▸ Task goal
Please repeat the lines below, exactly and only, from the one that holds "cluster --name dojo" through the one that holds "assert!(provisioner.cluster_exists().unwrap());".
......
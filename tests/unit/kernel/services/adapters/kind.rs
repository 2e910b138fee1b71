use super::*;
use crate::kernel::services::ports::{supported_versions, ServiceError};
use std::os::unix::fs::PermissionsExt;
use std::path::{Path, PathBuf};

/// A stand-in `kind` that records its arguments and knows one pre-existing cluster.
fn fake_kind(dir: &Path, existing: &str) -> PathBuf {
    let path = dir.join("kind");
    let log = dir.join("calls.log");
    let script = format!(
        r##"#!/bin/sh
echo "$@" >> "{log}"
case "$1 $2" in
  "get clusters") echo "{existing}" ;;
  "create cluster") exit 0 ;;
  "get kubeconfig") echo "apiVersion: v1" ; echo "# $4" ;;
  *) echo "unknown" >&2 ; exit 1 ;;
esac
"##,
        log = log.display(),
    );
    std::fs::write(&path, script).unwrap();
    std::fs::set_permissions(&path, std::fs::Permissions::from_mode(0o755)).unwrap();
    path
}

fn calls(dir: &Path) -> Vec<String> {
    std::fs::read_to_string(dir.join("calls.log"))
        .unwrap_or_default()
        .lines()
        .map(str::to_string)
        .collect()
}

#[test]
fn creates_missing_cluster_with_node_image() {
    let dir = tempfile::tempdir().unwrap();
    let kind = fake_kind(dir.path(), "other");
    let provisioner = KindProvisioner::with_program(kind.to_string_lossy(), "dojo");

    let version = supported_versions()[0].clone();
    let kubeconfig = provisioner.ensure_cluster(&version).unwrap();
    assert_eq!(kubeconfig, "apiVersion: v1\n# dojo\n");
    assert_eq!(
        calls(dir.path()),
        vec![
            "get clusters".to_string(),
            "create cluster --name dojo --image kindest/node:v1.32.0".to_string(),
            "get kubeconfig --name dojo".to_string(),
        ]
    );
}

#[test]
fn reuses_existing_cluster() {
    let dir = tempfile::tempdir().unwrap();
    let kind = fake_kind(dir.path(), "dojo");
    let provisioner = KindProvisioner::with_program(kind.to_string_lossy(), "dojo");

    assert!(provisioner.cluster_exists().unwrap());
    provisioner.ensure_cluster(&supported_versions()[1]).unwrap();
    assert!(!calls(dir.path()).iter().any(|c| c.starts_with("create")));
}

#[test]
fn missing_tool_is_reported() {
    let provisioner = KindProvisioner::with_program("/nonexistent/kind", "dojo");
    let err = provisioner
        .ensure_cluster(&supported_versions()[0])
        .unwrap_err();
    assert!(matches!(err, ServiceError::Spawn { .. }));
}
......
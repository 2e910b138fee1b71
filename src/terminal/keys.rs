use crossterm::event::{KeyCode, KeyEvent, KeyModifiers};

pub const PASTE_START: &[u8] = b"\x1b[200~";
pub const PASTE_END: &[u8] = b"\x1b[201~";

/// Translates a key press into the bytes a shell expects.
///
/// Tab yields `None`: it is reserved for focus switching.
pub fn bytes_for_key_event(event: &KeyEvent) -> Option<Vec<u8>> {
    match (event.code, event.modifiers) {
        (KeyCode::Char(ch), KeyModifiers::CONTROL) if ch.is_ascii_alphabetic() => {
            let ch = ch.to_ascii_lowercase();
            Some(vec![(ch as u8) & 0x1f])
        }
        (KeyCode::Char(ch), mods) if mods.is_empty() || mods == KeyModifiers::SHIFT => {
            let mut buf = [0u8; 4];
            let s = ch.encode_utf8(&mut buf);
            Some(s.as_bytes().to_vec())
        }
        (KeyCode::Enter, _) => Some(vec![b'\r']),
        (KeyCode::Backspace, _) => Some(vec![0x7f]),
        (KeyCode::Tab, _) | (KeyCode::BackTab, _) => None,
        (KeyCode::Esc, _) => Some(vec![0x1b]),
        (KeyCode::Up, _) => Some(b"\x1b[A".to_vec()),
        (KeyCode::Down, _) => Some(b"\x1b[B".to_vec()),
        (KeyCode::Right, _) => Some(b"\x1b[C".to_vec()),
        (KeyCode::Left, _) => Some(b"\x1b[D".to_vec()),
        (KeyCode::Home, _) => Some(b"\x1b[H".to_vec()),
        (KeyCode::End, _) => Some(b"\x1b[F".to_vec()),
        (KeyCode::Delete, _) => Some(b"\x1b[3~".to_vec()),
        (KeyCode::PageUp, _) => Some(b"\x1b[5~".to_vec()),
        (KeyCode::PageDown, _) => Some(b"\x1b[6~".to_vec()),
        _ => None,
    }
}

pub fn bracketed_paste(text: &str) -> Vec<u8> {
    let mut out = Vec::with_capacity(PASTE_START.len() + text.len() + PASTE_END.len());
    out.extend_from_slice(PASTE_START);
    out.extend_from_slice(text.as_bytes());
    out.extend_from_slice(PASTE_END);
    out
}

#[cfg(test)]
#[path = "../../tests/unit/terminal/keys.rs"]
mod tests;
......
▸ Answer for this exercise
            "create cluster --name dojo --image kindest/node:v1.32.0".to_string(),
            "get kubeconfig --name dojo".to_string(),
        ]
    );
}

#[test]
fn reuses_existing_cluster() {
    let dir = tempfile::tempdir().unwrap();
    let kind = fake_kind(dir.path(), "dojo");
    let provisioner = KindProvisioner::with_program(kind.to_string_lossy(), "dojo");

    assert!(provisioner.cluster_exists().unwrap());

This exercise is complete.